DOE's Pacific Northwest National Laboratory - 2006

  • The United States could meet the electrical needs of 73 percent of its light-duty vehicles with today's grid. This would offset the country's daily oil use by 6.5 million barrels, or nearly one-third.
  • Switching to PHEVs would yield an average net reduction in greenhouse gas emissions of 27 percent per car. In California, which has the country cleanest electric-generation system, the figure would be 40 percent.

Ron Pernick and Clint Wilder - The Clean Tech Revolution - June 2007

  • Studies by a number of agencies, including the Electric Power Research Institute (EPRI), Argonne National Laboratory, and the California Air Resources Board have all concluded that running cars on electricity from today's U.S. power grid (that is, about 50% coal), instead of gas or diesel, reduces overall GHG emission anywhere from 22% to 61%.

Synovate Motoresearch - "Semi-Annual Survey of Customer Attitudes" - August 2006

  • ...of the more than 3,000 consumers asked if they would consider buying a "grid-connected hybrid," 64 percent said that they would. This is well above the percentage of people who would consider buying an ordinary hybrid.

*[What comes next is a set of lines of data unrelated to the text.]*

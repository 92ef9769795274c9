pub mod interface;
pub mod unsupported;

pub use interface::{
    ErrorCallback, ListenSession, RecognitionOptions, ResultCallback, SpeechInput, SttError,
    Transcript,
};
pub use unsupported::UnsupportedInput;
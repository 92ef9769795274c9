mod assistant;
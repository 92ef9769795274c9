//! In-memory notification log backing the toast surface.

use serde::Serialize;

#[derive(Debug, Clone, Copy, Default, PartialEq, Eq, Serialize)]
#[serde(rename_all = "lowercase")]
pub enum NotificationVariant {
    #[default]
    Info,
    Destructive,
}

#[derive(Debug, Clone, PartialEq, Eq, Serialize)]
pub struct Notification {
    pub title: String,
    pub description: String,
    pub variant: NotificationVariant,
}

#[derive(Debug, Clone, Default)]
pub struct NotificationLog {
    entries: Vec<Notification>,
}

impl NotificationLog {
    pub fn new() -> Self {
        Self::default()
    }

    pub fn info(&mut self, title: impl Into<String>, description: impl Into<String>) {
        self.push(title.into(), description.into(), NotificationVariant::Info);
    }

    pub fn destructive(&mut self, title: impl Into<String>, description: impl Into<String>) {
        self.push(title.into(), description.into(), NotificationVariant::Destructive);
    }

    fn push(&mut self, title: String, description: String, variant: NotificationVariant) {
        tracing::debug!(%title, %description, ?variant, "notification");
        self.entries.push(Notification {
            title,
            description,
            variant,
        });
    }

    pub fn latest(&self) -> Option<&Notification> {
        self.entries.last()
    }

    pub fn entries(&self) -> &[Notification] {
        &self.entries
    }

    /// Hand pending notifications to the presentation layer.
    pub fn drain(&mut self) -> Vec<Notification> {
        std::mem::take(&mut self.entries)
    }

    pub fn len(&self) -> usize {
        self.entries.len()
    }

    pub fn is_empty(&self) -> bool {
        self.entries.is_empty()
    }
}
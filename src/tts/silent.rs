use super::interface::{SpeechOutput, SpeechParams};

/// Output for hosts without a speech engine.
///
/// Nothing is spoken; text is only traced so the rest of the core keeps
/// working on headless or unsupported platforms.
#[derive(Debug, Default)]
pub struct SilentSpeech;

impl SilentSpeech {
    pub fn new() -> Self {
        Self
    }
}

impl SpeechOutput for SilentSpeech {
    fn id(&self) -> String {
        "silent".to_string()
    }

    fn speak(&mut self, text: &str, params: &SpeechParams) {
        tracing::debug!(text, rate = params.rate, "speech dropped, no output available");
    }

    fn cancel(&mut self) {}
}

Xcel Energy and NREL Study - "Add Smart Grid to the PHEV Formula" - March 2007

  • PHEVs, each equipped with a 9 kilowatt-hour battery, could reduce overall CO2 vehicles emissions by half. They could also save owners more than $450 in fuel costs each year compared to a traditional combustion engine vehicle.

Michael Kintner-Meyer, Kevin Schneider, Robert Pratt - Pacific Northwest National Laboratory - "Impacts Assessment of Plug-In Hybrid Vehicles on Electric Utilities and Regional U.S. Power Grids" - 2006

  • The United States could meet the electrical needs of 73 percent of its light-duty vehicles with today's grid. This would offset the country's daily oil use by 6.5 million barrels, or nearly one-third.
  • Switching to PHEVs would yield an average net reduction in greenhouse gas emissions of 27 percent per car. In California , which has the country cleanest electric-generation system, the figure would be 40 percent.

EPRI and NRDC study - “Plug-In Hybrids More than Hype,” American Assoc for the Advancement of Science – July 2007

  • If car makers and the driving public embrace hybrid cars whose batteries can be charge from a wall socket, then by 2050 such "plug-in hybrids" will reduce the amount of carbon dioxide emitted by vehicles by more than 450 million tons per year--a third of today's vehicle emissions. That's the bottom line from a study conducted by the Electric Power Research Institute (EPRI) and the Natural Resources Defense Council (NRDC), the first to examine in detail the potential benefits of plug-in hybrids.